By the end of a playtest cycle run this way, you should be able to:

  1. Walk a developer through results without spooking them off the project.
  2. Tell the difference between a player who is challenged and a player who is leaving.
  3. Turn a hundred-plus surveys and hours of footage into a short list of things worth doing.
  4. Point to the exact moment in a recording where an experience problem starts.
  5. Make a change, retest the same area, and confirm the problem is gone across players.

None of this depends on a particular genre or team size. It depends on watching, distilling, and protecting trust while you do it.

Build the trusting relationship before the first test

Before any of the testing mechanics matter, there is the relationship. Paul is unambiguous about the order:

Building strong, trusting relationships with your devs will always be the first thing that you should do. Everything else you can learn and will change.
Paul Wilson, Raw Fury, Producer

The reason is information. A developer who trusts you will tell you the truth about how the project is really going: their work rate, their fears, where their confidence is, what is quietly slipping. Without that, you only learn a team is struggling when they are forced to tell you, usually too late to do anything useful with marketing, partners, or the schedule. With it, you find out with eight months left, while there is still room to move.

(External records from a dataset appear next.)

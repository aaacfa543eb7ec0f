use axum::{
    Extension, Json,
    extract::{Path, Query, State},
    http::StatusCode,
    response::Response,
};

use parley_db::models::UserRow;
use parley_types::api::{ApiResponse, Claims, StatusQuery, UpdateUsernameRequest, UserDto};

use crate::auth::AppState;
use crate::response::{envelope, failure};

pub async fn get_user(
    State(state): State<AppState>,
    Path(id): Path<i64>,
    Extension(_claims): Extension<Claims>,
) -> Result<Response, StatusCode> {
    match state
        .db()
        .get_user_by_id(id)
        .map_err(|_| StatusCode::INTERNAL_SERVER_ERROR)?
    {
        Some(user) => Ok(envelope(
            StatusCode::OK,
            ApiResponse::ok("User retrieved successfully", to_dto(user)),
        )),
        None => Ok(not_found()),
    }
}

pub async fn update_username(
    State(state): State<AppState>,
    Path(id): Path<i64>,
    Extension(_claims): Extension<Claims>,
    Json(req): Json<UpdateUsernameRequest>,
) -> Result<Response, StatusCode> {
    let updated = state
        .db()
        .update_username(id, &req.username)
        .map_err(|_| StatusCode::INTERNAL_SERVER_ERROR)?;
    if !updated {
        return Ok(not_found());
    }

    let user = state
        .db()
        .get_user_by_id(id)
        .map_err(|_| StatusCode::INTERNAL_SERVER_ERROR)?
        .ok_or(StatusCode::INTERNAL_SERVER_ERROR)?;

    Ok(envelope(
        StatusCode::OK,
        ApiResponse::ok("Username updated successfully", to_dto(user)),
    ))
}

pub async fn update_status(
    State(state): State<AppState>,
    Path(id): Path<i64>,
    Query(query): Query<StatusQuery>,
    Extension(_claims): Extension<Claims>,
) -> Result<Response, StatusCode> {
    let updated = state
        .db()
        .update_status(id, &query.status)
        .map_err(|_| StatusCode::INTERNAL_SERVER_ERROR)?;
    if !updated {
        return Ok(not_found());
    }

    let user = state
        .db()
        .get_user_by_id(id)
        .map_err(|_| StatusCode::INTERNAL_SERVER_ERROR)?
        .ok_or(StatusCode::INTERNAL_SERVER_ERROR)?;

    Ok(envelope(
        StatusCode::OK,
        ApiResponse::ok("Status updated successfully", to_dto(user)),
    ))
}

pub async fn get_status(
    State(state): State<AppState>,
    Path(id): Path<i64>,
    Extension(_claims): Extension<Claims>,
) -> Result<Response, StatusCode> {
    match state
        .db()
        .get_user_by_id(id)
        .map_err(|_| StatusCode::INTERNAL_SERVER_ERROR)?
    {
        Some(user) => Ok(envelope(
            StatusCode::OK,
            ApiResponse::ok("Status retrieved successfully", user.status),
        )),
        None => Ok(not_found()),
    }
}

fn not_found() -> Response {
    failure(StatusCode::NOT_FOUND, "User not found")
}

fn to_dto(user: UserRow) -> UserDto {
    UserDto {
        id: user.id,
        username: user.username,
        email: user.email,
        status: user.status,
        created_at: user
            .created_at
            .parse::<chrono::DateTime<chrono::Utc>>()
            .or_else(|_| {
                // SQLite stores timestamps as "YYYY-MM-DD HH:MM:SS" without
                // timezone. Parse as naive UTC and convert.
                chrono::NaiveDateTime::parse_from_str(&user.created_at, "%Y-%m-%d %H:%M:%S")
                    .map(|ndt| ndt.and_utc())
            })
            .unwrap_or_default(),
    }
}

Getting there is less mysterious than it sounds. Learn their game thoroughly, play it back to back, and tell them what you actually think you are experiencing. A developer wants to hear that, because they have been spinning in their own head about how things will land. You become an early mirror for their game. It also means meeting people where they are, literally. Paul's publishing team is spread across time zones and cultures, and he treats that as a producer's problem to solve: take the late call, notice that the person you are talking to has been up since 3am, and adjust. The relationship is built in those small accommodations long before a test report ever lands.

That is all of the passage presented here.